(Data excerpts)

==================================================

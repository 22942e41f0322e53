use crate::models::error::VoiceError;

/// Destination of drained audio bytes on the consumer side.
///
/// The readable span of the ring buffer is handed over as two slices; the
/// second is empty unless the span wraps around the end of storage.
/// `copy_out` runs under the session lock, so it must be a bounded memory
/// copy. On error the sink's contents are unspecified and the ring buffer
/// is not advanced.
pub trait ByteSink {
    fn copy_out(&mut self, head: &[u8], tail: &[u8]) -> Result<(), VoiceError>;
}

impl ByteSink for Vec<u8> {
    fn copy_out(&mut self, head: &[u8], tail: &[u8]) -> Result<(), VoiceError> {
        self.reserve(head.len() + tail.len());
        self.extend_from_slice(head);
        self.extend_from_slice(tail);
        Ok(())
    }
}

/// Sink writing into a caller-supplied slice, as a `read(2)` handler would.
#[derive(Debug)]
pub struct SliceSink<'a> {
    out: &'a mut [u8],
    written: usize,
}

impl<'a> SliceSink<'a> {
    pub fn new(out: &'a mut [u8]) -> Self {
        Self { out, written: 0 }
    }

    /// Bytes copied so far.
    pub fn written(&self) -> usize {
        self.written
    }

    pub fn remaining(&self) -> usize {
        self.out.len() - self.written
    }
}

impl ByteSink for SliceSink<'_> {
    fn copy_out(&mut self, head: &[u8], tail: &[u8]) -> Result<(), VoiceError> {
        let total = head.len() + tail.len();
        if total > self.remaining() {
            return Err(VoiceError::Transport(format!(
                "{} bytes do not fit in {} remaining",
                total,
                self.remaining()
            )));
        }
        let start = self.written;
        self.out[start..start + head.len()].copy_from_slice(head);
        self.out[start + head.len()..start + total].copy_from_slice(tail);
        self.written += total;
        Ok(())
    }
}
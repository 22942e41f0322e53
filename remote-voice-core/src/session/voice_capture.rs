use std::sync::Arc;

use log::{debug, info, warn};
use parking_lot::Mutex;

use crate::models::config::VoiceCaptureConfig;
use crate::models::diagnostics::CaptureDiagnostics;
use crate::models::error::VoiceError;
use crate::models::peripheral::{PeripheralId, SessionCommand};
use crate::models::state::SessionState;
use crate::session::capture::{CaptureSession, SessionReport};
use crate::session::drain::DrainPath;
use crate::session::ingest::IngestPath;
use crate::session::stream::AudioStream;
use crate::traits::clock::{Clock, SystemClock};
use crate::traits::command_sink::SessionCommandSink;
use crate::traits::telemetry::{self, TelemetrySink};

struct Shared {
    session: Mutex<CaptureSession>,
    config: VoiceCaptureConfig,
    commands: Arc<dyn SessionCommandSink>,
    telemetry: Arc<dyn TelemetrySink>,
    clock: Arc<dyn Clock>,
}

/// Handle to the one capture session of a driver instance.
///
/// Cheap to clone. The producer side ([`IngestPath`]) and the consumer side
/// ([`DrainPath`], [`AudioStream`]) each hold a clone; everything they touch
/// sits behind a single lock:
///
/// ```text
/// report ─► IngestPath ─┐                      ┌─► SessionCommandSink
///                       ├─► Mutex<CaptureSession>
/// read() ─► DrainPath ──┘     (state + RingBuffer)└─► TelemetrySink
/// ```
///
/// The lock is never held while calling the command or telemetry sinks.
#[derive(Clone)]
pub struct VoiceCapture {
    shared: Arc<Shared>,
}

impl VoiceCapture {
    /// Validate `config`, allocate the ring buffer and start Idle.
    pub fn new(
        config: VoiceCaptureConfig,
        commands: Arc<dyn SessionCommandSink>,
        telemetry: Arc<dyn TelemetrySink>,
    ) -> Result<Self, VoiceError> {
        Self::with_clock(config, commands, telemetry, Arc::new(SystemClock))
    }

    pub fn with_clock(
        config: VoiceCaptureConfig,
        commands: Arc<dyn SessionCommandSink>,
        telemetry: Arc<dyn TelemetrySink>,
        clock: Arc<dyn Clock>,
    ) -> Result<Self, VoiceError> {
        config.validate()?;
        let session = CaptureSession::new(config.buffer_capacity)?;
        info!(
            "voice capture ready: {} byte buffer, voice key {:#06x}",
            config.buffer_capacity, config.voice_key_code
        );
        Ok(Self {
            shared: Arc::new(Shared {
                session: Mutex::new(session),
                config,
                commands,
                telemetry,
                clock,
            }),
        })
    }

    pub fn config(&self) -> &VoiceCaptureConfig {
        &self.shared.config
    }

    pub fn state(&self) -> SessionState {
        self.shared.session.lock().state()
    }

    pub fn diagnostics(&self) -> CaptureDiagnostics {
        self.shared.session.lock().diagnostics()
    }

    /// Bytes waiting to be drained.
    pub fn buffered_len(&self) -> usize {
        self.shared.session.lock().buffer().len()
    }

    pub fn ingest_path(&self) -> IngestPath {
        IngestPath::new(self.clone())
    }

    pub fn drain_path(&self) -> DrainPath {
        DrainPath::new(self.clone())
    }

    /// Open a consumer stream. See [`AudioStream`].
    pub fn open_stream(&self) -> AudioStream {
        AudioStream::open(self.clone())
    }

    /// Push-to-talk pressed on `peripheral`. Returns whether a new session
    /// started; a press during a running session is ignored.
    pub fn key_down(&self, peripheral: PeripheralId) -> bool {
        let now = self.shared.clock.now();
        let Some(mut start) = self.shared.session.lock().key_down(peripheral, now) else {
            return false;
        };
        if let Some(previous) = start.previous.take() {
            self.emit(previous);
        }
        info!(
            "voice session {} started by peripheral {}",
            start.generation, peripheral
        );

        // Sent unlocked. Reports of one peripheral are delivered in order, so
        // the owner's key-up cannot overtake this start; an acknowledgement
        // for a session that already ended is dropped by generation.
        let sent = match self.shared.commands.send(SessionCommand::Start, peripheral) {
            Ok(()) => true,
            Err(e) => {
                warn!("audio start command to {} failed: {}", peripheral, e);
                false
            }
        };
        self.shared.session.lock().start_acknowledged(&start, sent);
        true
    }

    /// Push-to-talk released on `peripheral`. Returns whether this ended the
    /// session; releases from any other peripheral are ignored.
    pub fn key_up(&self, peripheral: PeripheralId) -> bool {
        let now = self.shared.clock.now();
        let (end, underruns) = {
            let mut session = self.shared.session.lock();
            let end = session.key_up(peripheral, now);
            (end, session.buffer().underrun_count())
        };
        let Some(end) = end else {
            return false;
        };

        if let Err(e) = self.shared.commands.send(SessionCommand::Stop, peripheral) {
            warn!("audio stop command to {} failed: {}", peripheral, e);
            self.shared.session.lock().note_stop_failure();
        }
        info!("voice session ended by peripheral {}", end.peripheral);
        warn!("buffer underrun count {}", underruns);

        if let Some(report) = end.report {
            self.emit(report);
        }
        true
    }

    /// Buffer an audio payload from `peripheral`. Returns whether it was
    /// kept.
    pub fn write_audio(&self, peripheral: PeripheralId, payload: &[u8]) -> bool {
        let gate = self.shared.config.gate_idle_audio;
        let kept = self
            .shared
            .session
            .lock()
            .write_audio(peripheral, payload, gate);
        if !kept {
            debug!(
                "dropped {} audio bytes from {} outside its session",
                payload.len(),
                peripheral
            );
        }
        kept
    }

    /// The peripheral disconnected. An active session it owned ends without
    /// a stop command or telemetry.
    pub fn peripheral_removed(&self, peripheral: PeripheralId) -> bool {
        let ended = self.shared.session.lock().peripheral_removed(peripheral);
        if ended {
            info!("voice session dropped, peripheral {} removed", peripheral);
        }
        ended
    }

    pub(crate) fn note_secondary_codec(&self) {
        self.shared.session.lock().note_secondary_codec();
    }

    pub(crate) fn with_session<R>(&self, f: impl FnOnce(&mut CaptureSession) -> R) -> R {
        f(&mut self.shared.session.lock())
    }

    pub(crate) fn stream_opened(&self) {
        let now = self.shared.clock.now();
        self.shared.session.lock().stream_opened(now);
        debug!("audio stream opened");
    }

    pub(crate) fn stream_closed(&self) {
        let now = self.shared.clock.now();
        let report = self.shared.session.lock().stream_closed(now);
        debug!("audio stream closed");
        if let Some(report) = report {
            self.emit(report);
        }
    }

    fn emit(&self, report: SessionReport) {
        telemetry::emit(&*self.shared.telemetry, &report.samples, report.outcome);
    }
}
//! Session commands delivered as HID output reports.

use std::collections::HashMap;
use std::io::Write;
use std::sync::Arc;

use log::debug;
use parking_lot::Mutex;

use remote_voice_core::{CommandError, PeripheralId, SessionCommand, SessionCommandSink};

/// [`SessionCommandSink`] that writes the audio state output report to the
/// peripheral's HID handle.
///
/// Each probed peripheral registers its writer (a hidraw node, a socket,
/// anything `Write`); the command is written in one `write_all` and flushed.
/// Writers are locked one by one, so a stalled handle only holds up its own
/// peripheral.
#[derive(Default)]
pub struct OutputReportSink {
    writers: Mutex<HashMap<PeripheralId, ReportWriter>>,
}

type ReportWriter = Arc<Mutex<Box<dyn Write + Send>>>;

impl OutputReportSink {
    pub fn new() -> Self {
        Self::default()
    }

    /// Attach the output handle of `peripheral`, replacing any previous one.
    pub fn register(&self, peripheral: PeripheralId, writer: Box<dyn Write + Send>) {
        self.writers
            .lock()
            .insert(peripheral, Arc::new(Mutex::new(writer)));
    }

    /// Detach the output handle of `peripheral`. Returns whether one was
    /// registered.
    pub fn unregister(&self, peripheral: PeripheralId) -> bool {
        self.writers.lock().remove(&peripheral).is_some()
    }

    pub fn is_registered(&self, peripheral: PeripheralId) -> bool {
        self.writers.lock().contains_key(&peripheral)
    }
}

impl SessionCommandSink for OutputReportSink {
    fn send(&self, command: SessionCommand, target: PeripheralId) -> Result<(), CommandError> {
        let handle = self
            .writers
            .lock()
            .get(&target)
            .cloned()
            .ok_or(CommandError::UnknownPeripheral(target.0))?;

        let report = command.output_report();
        let mut writer = handle.lock();
        writer
            .write_all(&report)
            .and_then(|()| writer.flush())
            .map_err(|e| CommandError::Io(e.to_string()))?;

        debug!("sent audio {} report {:02x?} to {}", command, report, target);
        Ok(())
    }
}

==================================================

Exercise directions:
Find each line in the data above with the word "else", then copy it.

Reply:
        let Some(mut start) = self.shared.session.lock().key_down(peripheral, now) else {
        let Some(end) = end else {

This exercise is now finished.